Activation of tcasp8^−/− T-cells. A. The profile of tyrosine-phosphorylated proteins was similar in tcasp8^−/− and control T-cells activated with anti-CD3 antibody for 5 min. (B) NF-κB activation analyzed by gel shift was found to be similar in control and tcasp8^−/− T-cells in response to various stimuli. (C) Baseline levels and phosphorylation of p42/44-MAPK (Erk1/2) following anti-CD3 activation of purified T-cells was similar in control and tcasp8^−/− T-cells. (D) IL-2 concentration in the supernatant of purified T-cells after 48 and 72 h of stimulation with anti-CD3 and anti-CD28 antibodies.
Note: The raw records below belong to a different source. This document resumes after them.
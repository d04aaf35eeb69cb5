//! Remove operation with compaction.
//!
//! After an entry leaves a child, the parent restores the structural
//! invariants: a child left holding a single item is inlined, and an
//! atrophied child (no items, one collision child) is replaced by its
//! collision grandchild. Both fixes may cascade one level up per return.
//! The root is exempt; the tree handle finishes the job there.

use std::borrow::Borrow;
use std::sync::Arc;

use crate::bitmap::Slot;
use crate::hash::{KeyHash, Level};
use crate::node::{Content, Entry, Node, NodeRef};
use crate::ops::get::{collision_slot, get};

/// Removes `key` from the subtree rooted at `node`, which sits at `level`.
///
/// Returns the removed entry. An absent key leaves every node untouched:
/// no shared node is copied.
pub fn remove<K, V, Q>(
    node: &mut NodeRef<K, V>,
    level: Level,
    hash: KeyHash,
    key: &Q,
) -> Option<Entry<K, V>>
where
    K: Clone + Borrow<Q>,
    V: Clone,
    Q: Eq + ?Sized,
{
    get(node, level, hash, key)?;
    remove_present(node, level, hash, key)
}

fn remove_present<K, V, Q>(
    node: &mut NodeRef<K, V>,
    level: Level,
    hash: KeyHash,
    key: &Q,
) -> Option<Entry<K, V>>
where
    K: Clone + Borrow<Q>,
    V: Clone,
    Q: Eq + ?Sized,
{
    if node.is_collision() {
        let slot = collision_slot(node, hash, key)?;
        return Some(Node::make_mut(node, 0).remove_collision(level, slot));
    }

    let bucket = hash.bucket(level);
    match node.content(bucket) {
        Content::Item(..) => Some(Node::make_mut(node, 0).remove_item(bucket)),
        Content::Child(slot, _) => {
            let this = Node::make_mut(node, 0);
            let removed = remove_present(this.child_mut(slot), level.descend(), hash, key)?;
            this.count_removed();

            let child = this.child_mut(slot);
            if child.is_singleton() {
                let child = this.remove_child(bucket);
                this.insert_item(bucket, Node::into_only_item(child));
                #[cfg(feature = "tracing")]
                tracing::trace!(level = level.depth(), "remove: inlined singleton child");
            } else if child.is_atrophied() {
                let grandchild = Arc::clone(child.child(Slot::ZERO));
                *child = grandchild;
                #[cfg(feature = "tracing")]
                tracing::trace!(level = level.depth(), "remove: compressed atrophied child");
            }
            Some(removed)
        }
        Content::Empty => None,
    }
}

/// Replaces an atrophied root by its collision child.
pub fn compress_root<K, V>(root: &mut NodeRef<K, V>) {
    if root.is_atrophied() {
        let collision = Arc::clone(root.child(Slot::ZERO));
        *root = collision;
        #[cfg(feature = "tracing")]
        tracing::trace!("remove: root replaced by its collision child");
    }
}
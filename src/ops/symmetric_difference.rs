//! Symmetric difference: the entries whose keys are in exactly one subtree.

use std::sync::Arc;

use crate::builder::{Builder, Fork};
use crate::hash::Level;
use crate::node::{Content, Entry, Node, NodeRef};
use crate::ops::get::get;
use crate::ops::insert::insert;
use crate::ops::remove::remove;

/// Computes `left △ right` for two subtrees at `level`.
///
/// Returns `None` when the result is `left` unchanged.
#[must_use]
pub fn symmetric_difference<K, V>(
    level: Level,
    left: &NodeRef<K, V>,
    right: &NodeRef<K, V>,
) -> Option<Builder<K, V>>
where
    K: Eq + Clone,
    V: Clone,
{
    if right.count() == 0 {
        return None;
    }
    if Arc::ptr_eq(left, right) {
        return Some(Builder::empty(level));
    }
    if left.count() == 0 {
        return Some(Builder::from_node(level, Arc::clone(right)));
    }
    if left.is_collision() || right.is_collision() {
        return Some(symmetric_difference_slow(level, left, right));
    }
    symmetric_difference_regular(level, left, right)
}

fn symmetric_difference_regular<K, V>(
    level: Level,
    left: &Node<K, V>,
    right: &Node<K, V>,
) -> Option<Builder<K, V>>
where
    K: Eq + Clone,
    V: Clone,
{
    let mut fork = Fork::new(level, left);
    for bucket in left.occupancy().union(right.occupancy()) {
        match (left.content(bucket), right.content(bucket)) {
            (_, Content::Empty) => fork.keep(bucket),
            (Content::Empty, Content::Item(_, entry)) => {
                fork.edit(bucket).add_new_item(bucket, entry.clone());
            }
            (Content::Empty, Content::Child(_, child)) => {
                fork.edit(bucket).add_new_child_node(bucket, Arc::clone(child));
            }
            (Content::Item(_, a), Content::Item(_, b)) => {
                if a.hash == b.hash && a.key == b.key {
                    fork.discard(bucket);
                } else {
                    let child = Node::spawn(level.descend(), a.clone(), b.clone());
                    fork.edit(bucket).add_new_child_node(bucket, Arc::new(child));
                }
            }
            (Content::Item(_, entry), Content::Child(_, child))
            | (Content::Child(_, child), Content::Item(_, entry)) => {
                let branch = toggle(level.descend(), child, entry);
                fork.edit(bucket).add_new_child_branch(bucket, branch);
            }
            (Content::Child(_, a), Content::Child(_, b)) => {
                match symmetric_difference(level.descend(), a, b) {
                    None => fork.keep(bucket),
                    Some(branch) => fork.edit(bucket).add_new_child_branch(bucket, branch),
                }
            }
        }
    }
    fork.finish()
}

/// Removes `entry`'s key from a copy of `node` if present, inserts `entry`
/// otherwise.
fn toggle<K, V>(level: Level, node: &NodeRef<K, V>, entry: &Entry<K, V>) -> Builder<K, V>
where
    K: Eq + Clone,
    V: Clone,
{
    let mut node = Arc::clone(node);
    if remove(&mut node, level, entry.hash, &entry.key).is_none() {
        insert(&mut node, level, entry.clone());
    }
    Builder::from_node(level, node)
}

/// Toggles every entry of the collision side into a copy of the other side.
fn symmetric_difference_slow<K, V>(
    level: Level,
    left: &NodeRef<K, V>,
    right: &NodeRef<K, V>,
) -> Builder<K, V>
where
    K: Eq + Clone,
    V: Clone,
{
    let (small, large) = if right.is_collision() {
        (right, left)
    } else {
        (left, right)
    };
    let mut result = Arc::clone(large);
    for entry in small.items() {
        if remove(&mut result, level, entry.hash, &entry.key).is_none() {
            insert(&mut result, level, entry.clone());
        }
    }
    Builder::from_node(level, result)
}
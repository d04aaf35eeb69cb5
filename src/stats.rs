//! Structural diagnostics.

use std::mem;

use crate::hash::Level;
use crate::node::{Entry, Node, NodeRef};
use crate::storage::Unit;

/// Shape and memory figures of one trie, gathered in a single traversal.
///
/// Byte figures count the node header, the storage units and the reference
/// count block of every node. Shared nodes are counted once per path that
/// reaches them.
#[derive(Debug, Clone, Copy, PartialEq, Default)]
pub struct Statistics {
    /// Number of entries.
    pub item_count: usize,
    /// Number of nodes, root included.
    pub node_count: usize,
    /// Number of collision nodes.
    pub collision_node_count: usize,
    /// Number of entries stored in collision nodes.
    pub collision_entry_count: usize,
    /// Depth of the deepest node (the root is at depth 0).
    pub max_depth: usize,
    /// Mean depth of the node holding each entry.
    pub average_item_depth: f64,
    /// Storage units allocated across all nodes, in bytes.
    pub capacity_bytes: usize,
    /// Unused storage units across all nodes, in bytes.
    pub free_bytes: usize,
    /// Bytes holding entries.
    pub payload_bytes: usize,
    /// Every byte allocated for the nodes.
    pub gross_bytes: usize,
    /// `payload_bytes / gross_bytes`; 1.0 for an empty trie.
    pub memory_efficiency: f64,
    /// Mean number of nodes visited plus collision entries scanned to find
    /// each entry.
    pub average_lookup_chain_length: f64,
}

#[derive(Default)]
struct Totals {
    item_depths: usize,
    lookup_steps: usize,
}

impl Statistics {
    /// Gathers statistics for the trie rooted at `root`.
    #[must_use]
    pub fn gather<K, V>(root: &NodeRef<K, V>) -> Self {
        let mut stats = Self::default();
        let mut totals = Totals::default();
        stats.visit(root, Level::ROOT, &mut totals);
        if stats.item_count > 0 {
            let count = stats.item_count as f64;
            stats.average_item_depth = totals.item_depths as f64 / count;
            stats.average_lookup_chain_length = totals.lookup_steps as f64 / count;
        }
        stats.memory_efficiency = if stats.gross_bytes == 0 || stats.item_count == 0 {
            1.0
        } else {
            stats.payload_bytes as f64 / stats.gross_bytes as f64
        };
        stats
    }

    fn visit<K, V>(&mut self, node: &Node<K, V>, level: Level, totals: &mut Totals) {
        let unit = mem::size_of::<Unit<K, V>>();
        let storage = node.storage();
        let depth = level.depth();

        self.node_count += 1;
        self.max_depth = self.max_depth.max(depth);
        self.capacity_bytes += storage.capacity() * unit;
        self.free_bytes += storage.free() * unit;
        self.payload_bytes += node.item_count() * mem::size_of::<Entry<K, V>>();
        self.gross_bytes += mem::size_of::<Node<K, V>>()
            + 2 * mem::size_of::<usize>()
            + storage.capacity() * unit;

        let items = node.item_count();
        self.item_count += items;
        totals.item_depths += items * depth;
        if node.is_collision() {
            self.collision_node_count += 1;
            self.collision_entry_count += items;
            // Finding the i-th entry scans i + 1 entries after `depth + 1` nodes.
            totals.lookup_steps += items * (depth + 1) + items * (items + 1) / 2;
        } else {
            totals.lookup_steps += items * (depth + 1);
        }

        for child in node.children() {
            self.visit(child, level.descend(), totals);
        }
    }
}
use serde::de::{MapAccess, Visitor};
use serde::ser::SerializeMap;
use serde::{Deserialize, Deserializer, Serialize, Serializer};
use std::fmt;
use std::path::PathBuf;

/// Service that `shell` targets when no service is given, and whose local
/// `data/` and `logs/` directories are archived by `backup`.
pub const PRIMARY_SERVICE: &str = "backend";

/// Stateful cache service whose named volume is archived by `backup`.
pub const CACHE_SERVICE: &str = "redis";

/// Project settings persisted in `dockctl.config.json`
#[derive(Debug, Clone, Serialize, Deserialize, PartialEq, Eq)]
#[serde(rename_all = "camelCase")]
pub struct ProjectConfig {
    pub project_name: String,
    /// Compose invocation, e.g. `docker compose` or `podman-compose`
    #[serde(rename = "dockerCompose")]
    pub engine_compose_invocation: String,
    #[serde(default)]
    pub services: ServiceMap,
    #[serde(default)]
    pub plugins: Vec<PathBuf>,
}

/// Per-service settings. `detected` marks entries added by a compose scan.
#[derive(Debug, Clone, Default, Serialize, Deserialize, PartialEq, Eq)]
pub struct ServiceSpec {
    #[serde(default, skip_serializing_if = "Option::is_none")]
    pub port: Option<u16>,
    #[serde(default, skip_serializing_if = "Option::is_none")]
    pub path: Option<String>,
    #[serde(default, skip_serializing_if = "Option::is_none")]
    pub description: Option<String>,
    #[serde(default, skip_serializing_if = "Option::is_none")]
    pub detected: Option<bool>,
}

impl ServiceSpec {
    pub fn detected(name: &str, port: Option<u16>) -> Self {
        Self {
            port,
            path: None,
            description: Some(format!("Auto-detected {name} service")),
            detected: Some(true),
        }
    }

    pub fn is_detected(&self) -> bool {
        self.detected.unwrap_or(false)
    }
}

/// Service map keyed by name, iterated in insertion order.
///
/// Serialized as a plain JSON object; key order from the file is preserved
/// because it drives menu numbering.
#[derive(Debug, Clone, Default, PartialEq, Eq)]
pub struct ServiceMap {
    entries: Vec<(String, ServiceSpec)>,
}

impl ServiceMap {
    pub fn new() -> Self {
        Self::default()
    }

    pub fn get(&self, name: &str) -> Option<&ServiceSpec> {
        self.entries
            .iter()
            .find(|(key, _)| key == name)
            .map(|(_, spec)| spec)
    }

    pub fn contains(&self, name: &str) -> bool {
        self.get(name).is_some()
    }

    /// Inserts or replaces `name`. A replaced entry keeps its position.
    pub fn insert(&mut self, name: impl Into<String>, spec: ServiceSpec) {
        let name = name.into();
        match self.entries.iter_mut().find(|(key, _)| *key == name) {
            Some((_, existing)) => *existing = spec,
            None => self.entries.push((name, spec)),
        }
    }

    pub fn names(&self) -> impl Iterator<Item = &str> {
        self.entries.iter().map(|(name, _)| name.as_str())
    }

    pub fn iter(&self) -> impl Iterator<Item = (&str, &ServiceSpec)> {
        self.entries.iter().map(|(name, spec)| (name.as_str(), spec))
    }

    pub fn len(&self) -> usize {
        self.entries.len()
    }

    pub fn is_empty(&self) -> bool {
        self.entries.is_empty()
    }
}

impl<K: Into<String>> FromIterator<(K, ServiceSpec)> for ServiceMap {
    fn from_iter<I: IntoIterator<Item = (K, ServiceSpec)>>(iter: I) -> Self {
        let mut map = ServiceMap::new();
        for (name, spec) in iter {
            map.insert(name, spec);
        }
        map
    }
}

impl Serialize for ServiceMap {
    fn serialize<S: Serializer>(&self, serializer: S) -> Result<S::Ok, S::Error> {
        let mut map = serializer.serialize_map(Some(self.entries.len()))?;
        for (name, spec) in &self.entries {
            map.serialize_entry(name, spec)?;
        }
        map.end()
    }
}

impl<'de> Deserialize<'de> for ServiceMap {
    fn deserialize<D: Deserializer<'de>>(deserializer: D) -> Result<Self, D::Error> {
        struct ServiceMapVisitor;

        impl<'de> Visitor<'de> for ServiceMapVisitor {
            type Value = ServiceMap;

            fn expecting(&self, f: &mut fmt::Formatter) -> fmt::Result {
                f.write_str("an object of service name to service settings")
            }

            fn visit_map<A: MapAccess<'de>>(self, mut access: A) -> Result<ServiceMap, A::Error> {
                let mut map = ServiceMap::new();
                while let Some((name, spec)) = access.next_entry::<String, ServiceSpec>()? {
                    map.insert(name, spec);
                }
                Ok(map)
            }
        }

        deserializer.deserialize_map(ServiceMapVisitor)
    }
}

impl Default for ProjectConfig {
    fn default() -> Self {
        let services = [
            (
                PRIMARY_SERVICE,
                ServiceSpec {
                    port: Some(8000),
                    path: Some("./".to_string()),
                    description: Some("Django application server".to_string()),
                    detected: None,
                },
            ),
            (
                CACHE_SERVICE,
                ServiceSpec {
                    port: Some(6379),
                    path: None,
                    description: Some("Redis cache server".to_string()),
                    detected: None,
                },
            ),
            (
                "mailhog",
                ServiceSpec {
                    port: Some(8025),
                    path: None,
                    description: Some("Email testing server".to_string()),
                    detected: None,
                },
            ),
        ]
        .into_iter()
        .collect();

        Self {
            project_name: "Docker Project".to_string(),
            engine_compose_invocation: "docker compose".to_string(),
            services,
            plugins: Vec::new(),
        }
    }
}

impl ProjectConfig {
    /// The engine binary, i.e. the first word of the compose invocation
    pub fn engine_binary(&self) -> &str {
        self.engine_compose_invocation
            .split_whitespace()
            .next()
            .unwrap_or("docker")
    }

    /// Project name lowercased with whitespace and dashes removed, the way
    /// compose prefixes volume names.
    pub fn slug(&self) -> String {
        self.project_name
            .chars()
            .filter(|c| !c.is_whitespace() && *c != '-')
            .flat_map(char::to_lowercase)
            .collect()
    }

    /// Named volume holding the cache service's data
    pub fn cache_volume(&self) -> String {
        format!("{}_{CACHE_SERVICE}_data", self.slug())
    }

    /// Access URL shown after `up` for services that publish a port
    pub fn access_url(&self, service: &str) -> Option<String> {
        let port = self.services.get(service)?.port?;
        Some(if service == CACHE_SERVICE {
            format!("redis://localhost:{port}")
        } else {
            format!("http://localhost:{port}")
        })
    }
}

#[cfg(test)]
mod tests {
    use super::*;

    #[test]
    fn service_map_keeps_file_order() {
        let json = r#"{"zeta": {"port": 1}, "alpha": {}, "mid": {"detected": true}}"#;
        let map: ServiceMap = serde_json::from_str(json).unwrap();

        assert_eq!(map.names().collect::<Vec<_>>(), vec!["zeta", "alpha", "mid"]);
        assert_eq!(map.get("zeta").unwrap().port, Some(1));
        assert!(map.get("mid").unwrap().is_detected());
    }

    #[test]
    fn service_map_serializes_in_order() {
        let map: ServiceMap = [("web", ServiceSpec::default()), ("db", ServiceSpec::default())]
            .into_iter()
            .collect();

        assert_eq!(serde_json::to_string(&map).unwrap(), r#"{"web":{},"db":{}}"#);
    }

    #[test]
    fn insert_replaces_in_place() {
        let mut map: ServiceMap = [("a", ServiceSpec::default()), ("b", ServiceSpec::default())]
            .into_iter()
            .collect();
        map.insert(
            "a",
            ServiceSpec {
                port: Some(9),
                ..Default::default()
            },
        );

        assert_eq!(map.names().collect::<Vec<_>>(), vec!["a", "b"]);
        assert_eq!(map.get("a").unwrap().port, Some(9));
    }

    #[test]
    fn config_uses_camel_case_keys() {
        let config = ProjectConfig::default();
        let value = serde_json::to_value(&config).unwrap();

        assert_eq!(value["projectName"], "Docker Project");
        assert_eq!(value["dockerCompose"], "docker compose");
        assert_eq!(value["services"]["redis"]["port"], 6379);
        assert!(value["plugins"].as_array().unwrap().is_empty());
    }

    #[test]
    fn slug_and_volume_names() {
        let config = ProjectConfig {
            project_name: "My Cool-App".to_string(),
            ..Default::default()
        };

        assert_eq!(config.slug(), "mycoolapp");
        assert_eq!(config.cache_volume(), "mycoolapp_redis_data");
    }

    #[test]
    fn engine_binary_is_first_word() {
        let mut config = ProjectConfig::default();
        assert_eq!(config.engine_binary(), "docker");

        config.engine_compose_invocation = "podman compose".to_string();
        assert_eq!(config.engine_binary(), "podman");
    }

    #[test]
    fn access_urls() {
        let config = ProjectConfig::default();

        assert_eq!(
            config.access_url("redis").as_deref(),
            Some("redis://localhost:6379")
        );
        assert_eq!(
            config.access_url("backend").as_deref(),
            Some("http://localhost:8000")
        );
        assert_eq!(config.access_url("unknown"), None);
    }
}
A representative experiment is shown. (E) The expression of CD95 and the activation markers CD44, CD69, and CD25 (IL-2Rα) were similarly up-regulated on tcasp8^−/− and control T-cells at 48 and 72 h after anti-CD3 and anti-CD28 stimulation.

Figure 7

Defective T-cell response of tcasp8^−/− mice to LCMV infection. (A) The expansion of CD8⁺ T-cells in peripheral blood was monitored by flow cytometry using specific antibodies for Thy1.2, CD4, and CD8 on days 0, 1, 3, 6, and 8. (B,C) The cytotoxic response of splenocytes was assessed 8 d after LCMV infection. EL4 cells were prepulsed with p33 (a specific LCMV peptide) or AV (a control peptide) and were used as target cells. (D) Viral titer was assessed from the spleens of mice 8 d after LCMV infection.